Stored data
================

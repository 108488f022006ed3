//! Zone computation dispatch and zone-list queries.

use tile_geom::{InternalPoint, InternalRect};

use crate::{
    canvas::calculate_canvas_zones,
    grid::calculate_grid_zones,
    model::{Layout, Zone, ZoneSet},
};

/// Zones for `set` inside `work_area`, using the engine matching its layout.
pub fn compute_zones(set: &ZoneSet, work_area: &InternalRect) -> Vec<Zone> {
    match &set.layout {
        Layout::Grid(grid) => calculate_grid_zones(work_area, grid, set.spacing),
        Layout::Canvas(canvas) => calculate_canvas_zones(work_area, canvas, set.spacing),
    }
}

/// Indices of every zone containing `p`. Boundaries are inclusive, so a point
/// on a shared edge hits both neighbours.
pub fn zones_at(zones: &[Zone], p: InternalPoint) -> Vec<usize> {
    zones
        .iter()
        .enumerate()
        .filter(|(_, z)| z.rect.contains(p))
        .map(|(i, _)| i)
        .collect()
}

/// Bounding rectangle of the zones at `indices`. Indices past the end of
/// `zones` are skipped; `None` when nothing remains.
pub fn union_of<I>(zones: &[Zone], indices: I) -> Option<InternalRect>
where
    I: IntoIterator<Item = usize>,
{
    indices
        .into_iter()
        .filter_map(|i| zones.get(i))
        .map(|z| z.rect)
        .reduce(|acc, r| acc.union(&r))
}

#[cfg(test)]
mod tests {
    use super::*;
    use crate::presets::{canvas_template, preset};

    fn row() -> Vec<Zone> {
        vec![
            Zone::new(0, InternalRect::new(0.0, 0.0, 100.0, 100.0)),
            Zone::new(1, InternalRect::new(100.0, 0.0, 100.0, 100.0)),
        ]
    }

    #[test]
    fn seam_point_hits_both_neighbours() {
        assert_eq!(zones_at(&row(), InternalPoint::new(100.0, 50.0)), vec![0, 1]);
        assert_eq!(zones_at(&row(), InternalPoint::new(150.0, 50.0)), vec![1]);
        assert!(zones_at(&row(), InternalPoint::new(250.0, 50.0)).is_empty());
    }

    #[test]
    fn union_skips_unknown_indices() {
        assert_eq!(
            union_of(&row(), [0, 1]),
            Some(InternalRect::new(0.0, 0.0, 200.0, 100.0))
        );
        assert_eq!(
            union_of(&row(), [1, 7]),
            Some(InternalRect::new(100.0, 0.0, 100.0, 100.0))
        );
        assert_eq!(union_of(&row(), [9]), None);
        assert_eq!(union_of(&row(), Vec::new()), None);
    }

    #[test]
    fn dispatches_on_layout_kind() {
        let wa = InternalRect::new(0.0, 0.0, 1920.0, 1080.0);
        let grid = preset("Grid 2×2").expect("preset");
        assert_eq!(compute_zones(&grid, &wa).len(), 4);
        let canvas = canvas_template("c", "Canvas");
        let zones = compute_zones(&canvas, &wa);
        assert_eq!(zones.len(), 1);
        assert_eq!(zones[0].rect, InternalRect::new(480.0, 270.0, 960.0, 540.0));
    }
}
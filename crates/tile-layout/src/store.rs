//! Saved layouts and the per-display layout selection.

use std::{
    collections::BTreeMap,
    fs,
    io::{self, ErrorKind},
    path::{Path, PathBuf},
};

use serde::{Deserialize, Serialize};
use tile_geom::Screen;
use tracing::{debug, info};

use crate::{
    Error, Result,
    model::{Zone, ZoneSet},
    presets::{FALLBACK_PRESET, presets},
    zones::compute_zones,
};

/// Identifier of a physical display.
pub type DisplayId = u32;

/// Name offered for new layouts.
pub const DEFAULT_LAYOUT_NAME: &str = "New Layout";

/// The user's layouts plus which one is active on each display.
#[derive(Clone, Debug, Default, PartialEq, Eq, Serialize, Deserialize)]
#[serde(rename_all = "camelCase", deny_unknown_fields)]
pub struct LayoutStore {
    /// Layouts in menu order.
    layouts: Vec<ZoneSet>,
    /// Selected layout id per display.
    #[serde(default)]
    selected: BTreeMap<DisplayId, String>,
}

/// Tag an I/O failure with the path involved.
fn io_error(path: &Path, source: io::Error) -> Error {
    Error::Io {
        path: path.to_path_buf(),
        source,
    }
}

impl LayoutStore {
    /// An empty store.
    pub fn new() -> Self {
        Self::default()
    }

    /// A store holding the built-in layouts.
    pub fn with_defaults() -> Self {
        Self {
            layouts: presets(),
            selected: BTreeMap::new(),
        }
    }

    /// Parse a store from JSON text.
    pub fn from_json(text: &str) -> Result<Self> {
        Ok(serde_json::from_str(text)?)
    }

    /// Serialize as pretty-printed JSON.
    pub fn to_json(&self) -> Result<String> {
        Ok(serde_json::to_string_pretty(self)?)
    }

    /// Load a store from `path`.
    pub fn load(path: &Path) -> Result<Self> {
        let text = fs::read_to_string(path).map_err(|e| io_error(path, e))?;
        let store = Self::from_json(&text)?;
        debug!(path = %path.display(), layouts = store.layouts.len(), "loaded layouts");
        Ok(store)
    }

    /// Load a store from `path`, starting from the built-in layouts when the
    /// file does not exist yet.
    pub fn load_or_default(path: &Path) -> Result<Self> {
        match fs::read_to_string(path) {
            Ok(text) => Self::from_json(&text),
            Err(e) if e.kind() == ErrorKind::NotFound => {
                info!(path = %path.display(), "no saved layouts; using defaults");
                Ok(Self::with_defaults())
            }
            Err(e) => Err(io_error(path, e)),
        }
    }

    /// Write the store to `path`, creating parent directories as needed.
    pub fn save(&self, path: &Path) -> Result<()> {
        if let Some(parent) = path.parent().filter(|p| !p.as_os_str().is_empty()) {
            fs::create_dir_all(parent).map_err(|e| io_error(parent, e))?;
        }
        fs::write(path, self.to_json()?).map_err(|e| io_error(path, e))?;
        debug!(path = %path.display(), layouts = self.layouts.len(), "saved layouts");
        Ok(())
    }

    /// All layouts, in store order.
    pub fn layouts(&self) -> &[ZoneSet] {
        &self.layouts
    }

    /// Layout with the given id.
    pub fn layout(&self, id: &str) -> Option<&ZoneSet> {
        self.layouts.iter().find(|l| l.id == id)
    }

    /// Insert `layout`, replacing any existing layout with the same id in
    /// place.
    pub fn save_layout(&mut self, layout: ZoneSet) {
        match self.layouts.iter_mut().find(|l| l.id == layout.id) {
            Some(slot) => *slot = layout,
            None => self.layouts.push(layout),
        }
    }

    /// Remove the layout with `id`. Display selections pointing at it are
    /// left to fall back on lookup.
    pub fn delete_layout(&mut self, id: &str) -> bool {
        let before = self.layouts.len();
        self.layouts.retain(|l| l.id != id);
        self.layouts.len() != before
    }

    /// Append a copy of layout `id` under a fresh id, named "<name> (Copy)".
    /// Returns the new id.
    pub fn duplicate_layout(&mut self, id: &str) -> Result<String> {
        let source = self
            .layout(id)
            .ok_or_else(|| Error::UnknownLayout(id.to_string()))?;
        let mut copy = source.clone();
        copy.id = self.next_layout_id();
        copy.name = format!("{} (Copy)", source.name);
        let new_id = copy.id.clone();
        self.layouts.push(copy);
        Ok(new_id)
    }

    /// Smallest `layout-N` id not already in use.
    pub fn next_layout_id(&self) -> String {
        (1..)
            .map(|n: u32| format!("layout-{n}"))
            .find(|candidate| self.layout(candidate).is_none())
            .unwrap_or_default()
    }

    /// `base` if no layout uses it, else `base 2`, `base 3`, ...
    pub fn unique_layout_name(&self, base: &str) -> String {
        let taken = |name: &str| self.layouts.iter().any(|l| l.name == name);
        if !taken(base) {
            return base.to_string();
        }
        (2..)
            .map(|n: u32| format!("{base} {n}"))
            .find(|candidate| !taken(candidate))
            .unwrap_or_default()
    }

    /// Replace all layouts with the built-in set. Selections are kept.
    pub fn reset_to_defaults(&mut self) {
        self.layouts = presets();
    }

    /// Make `layout_id` the active layout on `display`.
    pub fn set_selected_layout(&mut self, display: DisplayId, layout_id: impl Into<String>) {
        self.selected.insert(display, layout_id.into());
    }

    /// The id selected for `display`, whether or not it still exists.
    pub fn selected_layout_id(&self, display: DisplayId) -> Option<&str> {
        self.selected.get(&display).map(String::as_str)
    }

    /// The layout active on `display`.
    ///
    /// Falls back to the layout named "Grid 2×2", then the first stored
    /// layout, then the built-in "Grid 2×2". Always `Some` in practice.
    pub fn selected_zone_set(&self, display: DisplayId) -> Option<ZoneSet> {
        self.selected_layout_id(display)
            .and_then(|id| self.layout(id))
            .or_else(|| self.layouts.iter().find(|l| l.name == FALLBACK_PRESET))
            .or_else(|| self.layouts.first())
            .cloned()
            .or_else(|| presets().into_iter().next())
    }

    /// Zones `set` would produce on `screen`'s work area.
    pub fn preview_zones(set: &ZoneSet, screen: &Screen) -> Vec<Zone> {
        compute_zones(set, &screen.work_area())
    }
}

/// Default location of the layout file, relative to a config directory.
pub fn default_store_path(config_dir: &Path) -> PathBuf {
    config_dir.join("zonetile").join("layouts.json")
}

#[cfg(test)]
mod tests {
    use std::{
        env, process,
        time::{SystemTime, UNIX_EPOCH},
    };

    use tile_geom::{InternalRect, Rect};

    use super::*;
    use crate::presets::{canvas_template, grid_template};

    fn unique_tmp_dir(name: &str) -> PathBuf {
        let nanos = SystemTime::now()
            .duration_since(UNIX_EPOCH)
            .expect("time")
            .as_nanos();
        let mut dir = env::temp_dir();
        dir.push(format!("zonetile-{name}-{}-{nanos}", process::id()));
        fs::create_dir_all(&dir).expect("create temp dir");
        dir
    }

    #[test]
    fn save_layout_upserts() {
        let mut store = LayoutStore::new();
        store.save_layout(grid_template("a", "First"));
        store.save_layout(grid_template("b", "Second"));
        store.save_layout(canvas_template("a", "Replaced"));
        assert_eq!(store.layouts().len(), 2);
        assert_eq!(store.layouts()[0].name, "Replaced");
        assert!(store.layouts()[0].canvas_info().is_some());
    }

    #[test]
    fn delete_and_duplicate() {
        let mut store = LayoutStore::with_defaults();
        let count = store.layouts().len();
        let id = store.duplicate_layout("grid-3x3").expect("duplicate");
        assert_eq!(id, "layout-1");
        let copy = store.layout(&id).expect("copy stored");
        assert_eq!(copy.name, "Grid 3×3 (Copy)");
        assert_eq!(store.layouts().len(), count + 1);
        assert_eq!(store.next_layout_id(), "layout-2");

        assert!(store.delete_layout("grid-3x3"));
        assert!(!store.delete_layout("grid-3x3"));
        assert!(matches!(
            store.duplicate_layout("grid-3x3"),
            Err(Error::UnknownLayout(_))
        ));
    }

    #[test]
    fn unique_names_count_up() {
        let mut store = LayoutStore::new();
        assert_eq!(store.unique_layout_name(DEFAULT_LAYOUT_NAME), "New Layout");
        store.save_layout(grid_template("a", "New Layout"));
        assert_eq!(store.unique_layout_name(DEFAULT_LAYOUT_NAME), "New Layout 2");
        store.save_layout(grid_template("b", "New Layout 2"));
        assert_eq!(store.unique_layout_name(DEFAULT_LAYOUT_NAME), "New Layout 3");
    }

    #[test]
    fn selection_fallbacks() {
        let mut store = LayoutStore::with_defaults();
        assert_eq!(
            store.selected_zone_set(7).map(|s| s.id),
            Some("grid-2x2".to_string())
        );
        store.set_selected_layout(7, "columns-4");
        assert_eq!(store.selected_layout_id(7), Some("columns-4"));
        assert_eq!(
            store.selected_zone_set(7).map(|s| s.id),
            Some("columns-4".to_string())
        );

        // Deleted selection falls back to the 2x2 grid, then to the first layout.
        store.delete_layout("columns-4");
        assert_eq!(
            store.selected_zone_set(7).map(|s| s.id),
            Some("grid-2x2".to_string())
        );
        store.delete_layout("grid-2x2");
        assert_eq!(
            store.selected_zone_set(7).map(|s| s.id),
            Some("grid-3x3".to_string())
        );

        let empty = LayoutStore::new();
        assert_eq!(
            empty.selected_zone_set(1).map(|s| s.name),
            Some("Grid 2×2".to_string())
        );
    }

    #[test]
    fn reset_restores_presets() {
        let mut store = LayoutStore::new();
        store.save_layout(grid_template("x", "Mine"));
        store.set_selected_layout(1, "x");
        store.reset_to_defaults();
        assert_eq!(store.layouts(), presets().as_slice());
        assert_eq!(store.selected_layout_id(1), Some("x"));
    }

    #[test]
    fn file_round_trip() {
        let dir = unique_tmp_dir("store");
        let path = default_store_path(&dir);
        let mut store = LayoutStore::with_defaults();
        store.set_selected_layout(3, "rows-2");
        store.save(&path).expect("save");

        let loaded = LayoutStore::load(&path).expect("load");
        assert_eq!(loaded, store);
        let text = fs::read_to_string(&path).expect("read");
        assert!(text.contains("\"rowsPercents\""));
        fs::remove_dir_all(&dir).ok();
    }

    #[test]
    fn missing_file_uses_defaults() {
        let dir = unique_tmp_dir("missing");
        let store = LayoutStore::load_or_default(&dir.join("nope.json")).expect("defaults");
        assert_eq!(store.layouts().len(), presets().len());
        assert!(matches!(
            LayoutStore::load(&dir.join("nope.json")),
            Err(Error::Io { .. })
        ));
        fs::write(dir.join("bad.json"), "{").expect("write");
        assert!(matches!(
            LayoutStore::load(&dir.join("bad.json")),
            Err(Error::Json(_))
        ));
        fs::remove_dir_all(&dir).ok();
    }

    #[test]
    fn preview_uses_visible_frame() {
        let screen = Screen::primary(
            Rect::new(0.0, 0.0, 1000.0, 825.0),
            Rect::new(0.0, 0.0, 1000.0, 800.0),
        );
        let set = crate::preset("Columns (2)").expect("preset");
        let zones = LayoutStore::preview_zones(&set, &screen);
        assert_eq!(zones.len(), 2);
        assert_eq!(zones[0].rect, InternalRect::new(12.0, 37.0, 482.0, 776.0));
    }
}
#![warn(missing_docs)]

//! Entry point for the `zonetile` binary.

mod cli;
mod error;
mod inspect;
mod replay;

use std::process;

use clap::Parser;
use tile_snap::Settings;
use tracing::error;
use tracing_subscriber::{fmt, prelude::*, registry};

use crate::{
    cli::{Cli, Commands},
    error::Result,
};

/// Run the CLI, reporting any error and exiting non-zero.
fn main() {
    if let Err(err) = run() {
        error!("{err}");
        eprintln!("error: {err}");
        process::exit(1);
    }
}

/// Parse CLI arguments, install logging, and dispatch to the chosen subcommand.
fn run() -> Result<()> {
    let Cli {
        log,
        settings,
        store,
        command,
    } = Cli::parse();
    let log_spec = log.spec();
    let env_filter = logging::env_filter_from_spec(&log_spec);
    registry()
        .with(env_filter)
        .with(fmt::layer().without_time())
        .try_init()
        .ok();

    let settings = match settings {
        Some(path) => Settings::load(&path)?,
        None => Settings::default(),
    };
    let store = inspect::open_store(store.as_deref().or(settings.layouts_path.as_deref()))?;

    match command {
        Commands::Presets(args) => inspect::presets(&args),
        Commands::Layouts => inspect::layouts(&store),
        Commands::Zones(args) => inspect::zones(&store, &args),
        Commands::Best(args) => inspect::best(&store, &args),
        Commands::Replay(args) => replay::run(store, &settings, &args),
    }
}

================

▶ Work to be completed
All that is wanted is an exact copy of the lines above from the one with "assert_eq!(store.layouts(), presets().as_slice());" through the one with "let path = default_store_path(&dir);", with both ends included.

▶ Answer to this problem
        assert_eq!(store.layouts(), presets().as_slice());
        assert_eq!(store.selected_layout_id(1), Some("x"));
    }

    #[test]
    fn file_round_trip() {
        let dir = unique_tmp_dir("store");
        let path = default_store_path(&dir);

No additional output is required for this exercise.